#### To do:
Within the entries below, count the lines that hold the string "trait" and give only that number.

#### Task material:
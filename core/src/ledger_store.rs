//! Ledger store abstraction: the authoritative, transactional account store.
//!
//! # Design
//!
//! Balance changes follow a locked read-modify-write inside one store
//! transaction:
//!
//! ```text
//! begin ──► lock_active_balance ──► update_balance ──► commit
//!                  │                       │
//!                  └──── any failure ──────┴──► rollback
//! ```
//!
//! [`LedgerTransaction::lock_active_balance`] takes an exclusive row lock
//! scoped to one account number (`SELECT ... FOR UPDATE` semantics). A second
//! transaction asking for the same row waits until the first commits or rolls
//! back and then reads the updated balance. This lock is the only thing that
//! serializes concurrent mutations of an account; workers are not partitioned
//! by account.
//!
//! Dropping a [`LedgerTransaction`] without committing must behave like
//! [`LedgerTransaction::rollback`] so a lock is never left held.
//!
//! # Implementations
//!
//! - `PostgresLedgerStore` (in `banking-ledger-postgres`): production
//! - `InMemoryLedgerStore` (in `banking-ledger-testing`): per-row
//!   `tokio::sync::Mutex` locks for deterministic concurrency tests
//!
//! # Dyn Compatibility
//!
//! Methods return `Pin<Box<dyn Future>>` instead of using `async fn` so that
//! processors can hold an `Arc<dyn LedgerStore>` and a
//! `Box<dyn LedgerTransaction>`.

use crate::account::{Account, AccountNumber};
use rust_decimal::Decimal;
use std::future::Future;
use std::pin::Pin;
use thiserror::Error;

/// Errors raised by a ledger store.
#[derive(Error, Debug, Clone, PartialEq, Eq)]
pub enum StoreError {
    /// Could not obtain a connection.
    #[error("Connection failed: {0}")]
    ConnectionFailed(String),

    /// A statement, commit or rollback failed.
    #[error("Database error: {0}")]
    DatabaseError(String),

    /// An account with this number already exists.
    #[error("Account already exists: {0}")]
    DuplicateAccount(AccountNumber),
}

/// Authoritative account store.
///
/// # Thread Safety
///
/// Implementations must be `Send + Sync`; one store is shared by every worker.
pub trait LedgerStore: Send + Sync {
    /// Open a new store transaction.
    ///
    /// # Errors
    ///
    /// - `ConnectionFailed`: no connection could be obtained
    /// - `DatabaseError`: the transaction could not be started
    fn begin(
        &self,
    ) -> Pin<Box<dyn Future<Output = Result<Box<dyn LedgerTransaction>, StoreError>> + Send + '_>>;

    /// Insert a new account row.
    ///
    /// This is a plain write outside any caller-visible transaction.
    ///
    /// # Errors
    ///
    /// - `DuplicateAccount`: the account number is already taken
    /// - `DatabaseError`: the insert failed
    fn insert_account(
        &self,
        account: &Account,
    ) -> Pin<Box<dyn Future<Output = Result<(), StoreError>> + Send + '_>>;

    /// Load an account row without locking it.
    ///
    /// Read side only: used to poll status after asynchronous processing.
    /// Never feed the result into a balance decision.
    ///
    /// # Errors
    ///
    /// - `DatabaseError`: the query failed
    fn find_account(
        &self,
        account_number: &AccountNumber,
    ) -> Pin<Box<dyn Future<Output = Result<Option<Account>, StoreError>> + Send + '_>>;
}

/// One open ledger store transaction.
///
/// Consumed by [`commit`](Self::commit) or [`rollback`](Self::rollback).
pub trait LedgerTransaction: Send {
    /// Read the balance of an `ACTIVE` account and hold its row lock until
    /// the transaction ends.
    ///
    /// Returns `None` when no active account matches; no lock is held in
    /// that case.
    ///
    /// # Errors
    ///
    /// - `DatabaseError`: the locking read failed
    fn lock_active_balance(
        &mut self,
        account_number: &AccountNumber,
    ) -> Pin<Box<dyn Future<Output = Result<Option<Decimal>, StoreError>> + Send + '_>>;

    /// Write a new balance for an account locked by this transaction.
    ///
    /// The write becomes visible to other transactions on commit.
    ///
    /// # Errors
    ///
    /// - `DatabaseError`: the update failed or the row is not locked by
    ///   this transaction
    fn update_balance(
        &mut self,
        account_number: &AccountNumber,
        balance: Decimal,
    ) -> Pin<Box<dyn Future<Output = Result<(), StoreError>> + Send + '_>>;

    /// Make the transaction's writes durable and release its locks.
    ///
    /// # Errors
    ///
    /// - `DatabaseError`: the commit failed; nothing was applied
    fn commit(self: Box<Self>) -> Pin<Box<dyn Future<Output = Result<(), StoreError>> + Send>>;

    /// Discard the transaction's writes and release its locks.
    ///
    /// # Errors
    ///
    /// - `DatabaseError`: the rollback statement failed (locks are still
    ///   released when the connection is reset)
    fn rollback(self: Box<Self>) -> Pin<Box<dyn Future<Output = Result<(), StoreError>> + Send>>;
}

#### Solution for this problem:
2